Тихо в казарме на ВПП. Кто-то после ночного дежурства похрапывает. Кто-то, наоборот, перед дежурством. Но большинство коек пусты – на работе народ.

В углу только Сверчок очкастый. Увидал Змеееда и с книжкой – к нему. Вроде показать что-то интересное решил. Рядом сел. И тихо так:

– Ждут тебя. Кому про меня вякнешь – убью.

– Кто ждет?

– Выйди за ворота. На станции перейди через все пути. Между эшелонами проверь, чтоб хвоста не было. На той стороне за складами – ларек пивной. Знаешь?

– Знаю.

– Там тебя дядька на мотоциклетке ждет. Скажи, от Сверчка.

– Понял.

Вышел Змееед за ворота. Вдоль заборов прошелся. Наклонился шнурок завязать. Это поза удобная для того, чтобы осмотреться, но при этом воровато не оглядываясь. Вроде никто за ним из ворот не вышел. Никого кругом. Товарными эшелонами станция забита. Но тихо. Нырнул под вагон, под другой. Тут уже открыто озираться можно, подозрений не вызывая. Ведь крутят же головами все нормальные люди, железнодорожные линии пересекая.
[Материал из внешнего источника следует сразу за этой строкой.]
//! HTTP server initialization and runtime setup.
//!
//! Handles database connections, background task spawning, and the Axum
//! server lifecycle including graceful shutdown.

use crate::config::Config;
use crate::domain::availability::{AvailabilityMonitor, HttpProber};
use crate::domain::click_queue::ClickQueue;
use crate::domain::click_worker::ClickWorkerPool;
use crate::domain::repositories::{ClickRepository, LinkRepository};
use crate::infrastructure::persistence::{PgClickRepository, PgLinkRepository};
use crate::routes::app_router;
use crate::state::AppState;

use anyhow::{Context, Result};
use axum::ServiceExt;
use axum::extract::Request;
use sqlx::PgPool;
use sqlx::postgres::PgPoolOptions;
use std::net::SocketAddr;
use std::sync::Arc;
use std::time::Duration;
use tokio::task::JoinHandle;
use tokio_util::sync::CancellationToken;
use tracing::{error, info, warn};

/// Opens the PostgreSQL connection pool.
///
/// # Errors
///
/// Returns an error if no connection can be established within
/// `DB_CONNECT_TIMEOUT`.
pub async fn connect(config: &Config) -> Result<PgPool> {
    let pool = PgPoolOptions::new()
        .max_connections(config.db_max_connections)
        .acquire_timeout(Duration::from_secs(config.db_connect_timeout))
        .connect(&config.database_url)
        .await
        .context("Failed to connect to database")?;

    info!("Connected to database");
    Ok(pool)
}

/// Applies pending schema migrations from `migrations/`.
pub async fn run_migrations(pool: &PgPool) -> Result<()> {
    sqlx::migrate!("./migrations")
        .run(pool)
        .await
        .context("Failed to apply database migrations")?;

    info!("Database migrations applied");
    Ok(())
}

/// Runs the HTTP server with the given configuration.
///
/// Initializes:
/// - PostgreSQL connection pool and migrations
/// - Click queue and worker pool
/// - Availability monitor
/// - Axum HTTP server
///
/// On Ctrl+C or SIGTERM the server stops accepting connections, the monitor
/// is cancelled and the click workers drain the queue for up to
/// `SHUTDOWN_GRACE_SECS`.
///
/// # Errors
///
/// Returns an error if:
/// - Database connection or migration fails
/// - The probe HTTP client cannot be built
/// - Server bind fails
/// - Server runtime error occurs
pub async fn run(config: Config) -> Result<()> {
    let pool = connect(&config).await?;
    run_migrations(&pool).await?;

    let listener = bind(&config.listen_addr).await?;

    let pool = Arc::new(pool);
    let link_repository: Arc<dyn LinkRepository> = Arc::new(PgLinkRepository::new(pool.clone()));
    let click_repository: Arc<dyn ClickRepository> =
        Arc::new(PgClickRepository::new(pool.clone()));

    let prober = HttpProber::new(config.monitor_probe_timeout())
        .context("Failed to build HTTP client for availability probes")?;
    let monitor = AvailabilityMonitor::new(
        link_repository.clone(),
        Arc::new(prober),
        config.monitor_interval(),
        config.monitor_probe_concurrency,
    );

    let (click_queue, click_receiver) = ClickQueue::new(config.click_queue_capacity);
    let workers = ClickWorkerPool::start(
        click_receiver,
        click_repository.clone(),
        config.click_workers,
    );
    let background = BackgroundTasks::spawn(monitor, workers);

    let state = AppState::new(
        link_repository,
        click_repository,
        click_queue,
        config.base_url.clone(),
    );

    let app = app_router(state);

    let served = axum::serve(
        listener,
        ServiceExt::<Request>::into_make_service_with_connect_info::<SocketAddr>(app),
    )
    .with_graceful_shutdown(shutdown_signal())
    .await
    .context("HTTP server error");

    match &served {
        Ok(()) => info!("HTTP server stopped, shutting down background tasks"),
        Err(e) => error!(error = %e, "HTTP server failed, shutting down background tasks"),
    }

    if !background.shutdown(config.shutdown_grace()).await {
        warn!("Some buffered clicks may not have been persisted");
    }

    pool.close().await;
    info!("Shutdown complete");

    served
}

/// Binds the HTTP listener on `listen_addr`.
async fn bind(listen_addr: &str) -> Result<tokio::net::TcpListener> {
    let addr: SocketAddr = listen_addr
        .parse()
        .with_context(|| format!("Invalid listen address '{listen_addr}'"))?;
    let listener = tokio::net::TcpListener::bind(addr)
        .await
        .with_context(|| format!("Failed to bind {addr}"))?;

    info!("Listening on http://{addr}");
    Ok(listener)
}

/// The availability monitor and click workers running next to the server.
struct BackgroundTasks {
    monitor_shutdown: CancellationToken,
    monitor_task: JoinHandle<()>,
    workers: ClickWorkerPool,
}

impl BackgroundTasks {
    fn spawn(monitor: AvailabilityMonitor, workers: ClickWorkerPool) -> Self {
        let monitor_shutdown = CancellationToken::new();
        let monitor_task = tokio::spawn({
            let shutdown = monitor_shutdown.clone();
            async move { monitor.run(shutdown).await }
        });

        Self {
            monitor_shutdown,
            monitor_task,
            workers,
        }
    }

    /// Stops the monitor, then drains the click queue for up to `grace`.
    ///
    /// Returns `false` if the workers did not finish in time.
    async fn shutdown(self, grace: Duration) -> bool {
        self.monitor_shutdown.cancel();
        if let Err(e) = self.monitor_task.await {
            error!(error = %e, "Availability monitor terminated abnormally");
        }

        self.workers.shutdown(grace).await
    }
}

/// Resolves on Ctrl+C, or SIGTERM on Unix.
async fn shutdown_signal() {
    let ctrl_c = async {
        if let Err(e) = tokio::signal::ctrl_c().await {
            error!(error = %e, "Failed to install Ctrl+C handler");
            std::future::pending::<()>().await;
        }
    };

    #[cfg(unix)]
    let terminate = async {
        use tokio::signal::unix::{SignalKind, signal};

        match signal(SignalKind::terminate()) {
            Ok(mut sigterm) => {
                sigterm.recv().await;
            }
            Err(e) => {
                error!(error = %e, "Failed to install SIGTERM handler");
                std::future::pending::<()>().await;
            }
        }
    };

    #[cfg(not(unix))]
    let terminate = std::future::pending::<()>();

    tokio::select! {
        () = ctrl_c => info!("Received Ctrl+C, starting graceful shutdown"),
        () = terminate => info!("Received SIGTERM, starting graceful shutdown"),
    }
}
Чудно Змеееду: не успел от Кремля до Красной Пресни добраться, а его уже ждут. Первая боевая группа Пятого отдела ГУГБ, а и в ней сталинский человечек притаился. Кто бы на очкастого Сверчка подумал? Тихоня тихоней, а тут вон какую речь завел: убью, говорит!

Попетлял Змееед переулками, к ларьку вышел. Стоит там дядька огромный в шлеме кожаном, в очках, в длинном черном плаще. На дежурного исполнителя уж очень похож.

Не дожидаясь слов заветных от Змеееда, сунул шлем и очки, на мотоциклетку кивнул: садись, только держись крепко.

Не узнать Змеееда в том шлеме, в тех очках.

Каблуком правым так дядька по рычагу саданул, что взревела мотоциклетка дьяволом непокорным, аж подпрыгнула, чихнув бензиновым дымом зело вонючим и поганым. И понесло их по гулким булыжным мостовым. Рев на три версты. Ветер в ушах да свист. Вцепился Змееед в спину могучую, ужас затаив.

Глава 4

1

Девочка озорная от дерева к дереву, от куста к кусту скользит. Очень уж ей интересно, где Ящер живет. Загремел Ящер калиткой. Пса с цепи спустил. Побрел в сад да там под деревом и залег.

А небо уж сереет. Времени у нее в самый обрез. Благо оказалось, что Ящер ей почти сосед. Понеслась она домой. Забор перемахнула. И – на чердак. Гирьку на цепочке бросила. Теперь оружие другое надо. Мощнее.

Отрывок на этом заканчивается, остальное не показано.